What this task involves: Even if the data beneath seems repetitive, write it all out again exactly.

Recorded information:
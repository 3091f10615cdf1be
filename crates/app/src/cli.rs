//! Command-line interface.

use std::path::PathBuf;

use authprobe_application::ConfigSource;
use authprobe_domain::EnvFile;
use authprobe_domain::config::keys;
use clap::Parser;

use crate::catalog::ScenarioName;

/// Probe a local auth gateway: signup, login, session and health checks.
#[derive(Debug, Parser)]
#[command(name = "authprobe", version, about)]
pub struct Cli {
    /// Scenario to run
    #[arg(value_enum, default_value_t = ScenarioName::Full)]
    pub scenario: ScenarioName,

    /// List the built-in scenarios and exit
    #[arg(long)]
    pub list: bool,

    /// Configuration file
    #[arg(long, value_name = "FILE", default_value = ".env")]
    pub env_file: PathBuf,

    /// Template copied into place when the configuration file is missing
    #[arg(long, value_name = "FILE", default_value = ".env.example")]
    pub env_template: PathBuf,

    /// Gateway base URL
    #[arg(long, value_name = "URL")]
    pub gateway: Option<String>,

    /// Direct auth service base URL
    #[arg(long, value_name = "URL")]
    pub auth_url: Option<String>,

    /// Local stack base URL
    #[arg(long, value_name = "URL")]
    pub local_stack: Option<String>,

    /// Mailbox UI base URL, shown in hints
    #[arg(long, value_name = "URL")]
    pub mailbox: Option<String>,

    /// API key sent in the `apikey` header
    #[arg(long, env = "AUTHPROBE_API_KEY", hide_env_values = true)]
    pub api_key: Option<String>,

    /// Email used for signup and login
    #[arg(long)]
    pub email: Option<String>,

    /// Password used for signup and login
    #[arg(long)]
    pub password: Option<String>,

    /// Timeout for API calls, in milliseconds
    #[arg(long, value_name = "MS")]
    pub timeout_ms: Option<u64>,

    /// Timeout for health probes, in milliseconds
    #[arg(long, value_name = "MS")]
    pub health_timeout_ms: Option<u64>,

    /// Fixed wait between signup and login, in milliseconds
    #[arg(long, value_name = "MS")]
    pub settle_ms: Option<u64>,

    /// Log filter when `RUST_LOG` is unset
    #[arg(long, default_value = "info")]
    pub log_level: String,

    /// Print the run summary as JSON instead of the console report
    #[arg(long)]
    pub json: bool,
}

impl Cli {
    /// Returns the flag values as configuration keys.
    #[must_use]
    pub fn overrides(&self) -> EnvFile {
        let mut env = EnvFile::new();
        let text = [
            (keys::GATEWAY_URL, &self.gateway),
            (keys::AUTH_URL, &self.auth_url),
            (keys::LOCAL_STACK_URL, &self.local_stack),
            (keys::MAILBOX_URL, &self.mailbox),
            (keys::ANON_KEY, &self.api_key),
            (keys::EMAIL, &self.email),
            (keys::PASSWORD, &self.password),
        ];
        for (key, value) in text {
            if let Some(value) = value {
                env.insert(key, value.as_str());
            }
        }

        let millis = [
            (keys::TIMEOUT_MS, self.timeout_ms),
            (keys::HEALTH_TIMEOUT_MS, self.health_timeout_ms),
            (keys::SETTLE_MS, self.settle_ms),
        ];
        for (key, value) in millis {
            if let Some(value) = value {
                env.insert(key, value.to_string());
            }
        }
        env
    }

    /// Returns where configuration is read from.
    #[must_use]
    pub fn config_source(&self) -> ConfigSource {
        ConfigSource::new(&self.env_file, &self.env_template).with_overrides(self.overrides())
    }
}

Reply to the task:
repository 3091f10615cdf1be
filename crates/app/src/cli.rs
//! Command-line interface.

use std::path::PathBuf;

use authprobe_application::ConfigSource;
use authprobe_domain::EnvFile;
use authprobe_domain::config::keys;
use clap::Parser;

use crate::catalog::ScenarioName;

/// Probe a local auth gateway: signup, login, session and health checks.
#[derive(Debug, Parser)]
#[command(name = "authprobe", version, about)]
pub struct Cli {
    /// Scenario to run
    #[arg(value_enum, default_value_t = ScenarioName::Full)]
    pub scenario: ScenarioName,

    /// List the built-in scenarios and exit
    #[arg(long)]
    pub list: bool,

    /// Configuration file
    #[arg(long, value_name = "FILE", default_value = ".env")]
    pub env_file: PathBuf,

    /// Template copied into place when the configuration file is missing
    #[arg(long, value_name = "FILE", default_value = ".env.example")]
    pub env_template: PathBuf,

    /// Gateway base URL
    #[arg(long, value_name = "URL")]
    pub gateway: Option<String>,

    /// Direct auth service base URL
    #[arg(long, value_name = "URL")]
    pub auth_url: Option<String>,

    /// Local stack base URL
    #[arg(long, value_name = "URL")]
    pub local_stack: Option<String>,

    /// Mailbox UI base URL, shown in hints
    #[arg(long, value_name = "URL")]
    pub mailbox: Option<String>,

    /// API key sent in the `apikey` header
    #[arg(long, env = "AUTHPROBE_API_KEY", hide_env_values = true)]
    pub api_key: Option<String>,

    /// Email used for signup and login
    #[arg(long)]
    pub email: Option<String>,

    /// Password used for signup and login
    #[arg(long)]
    pub password: Option<String>,

    /// Timeout for API calls, in milliseconds
    #[arg(long, value_name = "MS")]
    pub timeout_ms: Option<u64>,

    /// Timeout for health probes, in milliseconds
    #[arg(long, value_name = "MS")]
    pub health_timeout_ms: Option<u64>,

    /// Fixed wait between signup and login, in milliseconds
    #[arg(long, value_name = "MS")]
    pub settle_ms: Option<u64>,

    /// Log filter when `RUST_LOG` is unset
    #[arg(long, default_value = "info")]
    pub log_level: String,

    /// Print the run summary as JSON instead of the console report
    #[arg(long)]
    pub json: bool,
}

impl Cli {
    /// Returns the flag values as configuration keys.
    #[must_use]
    pub fn overrides(&self) -> EnvFile {
        let mut env = EnvFile::new();
        let text = [
            (keys::GATEWAY_URL, &self.gateway),
            (keys::AUTH_URL, &self.auth_url),
            (keys::LOCAL_STACK_URL, &self.local_stack),
            (keys::MAILBOX_URL, &self.mailbox),
            (keys::ANON_KEY, &self.api_key),
            (keys::EMAIL, &self.email),
            (keys::PASSWORD, &self.password),
        ];
        for (key, value) in text {
            if let Some(value) = value {
                env.insert(key, value.as_str());
            }
        }

        let millis = [
            (keys::TIMEOUT_MS, self.timeout_ms),
            (keys::HEALTH_TIMEOUT_MS, self.health_timeout_ms),
            (keys::SETTLE_MS, self.settle_ms),
        ];
        for (key, value) in millis {
            if let Some(value) = value {
                env.insert(key, value.to_string());
            }
        }
        env
    }

    /// Returns where configuration is read from.
    #[must_use]
    pub fn config_source(&self) -> ConfigSource {
        ConfigSource::new(&self.env_file, &self.env_template).with_overrides(self.overrides())
    }
}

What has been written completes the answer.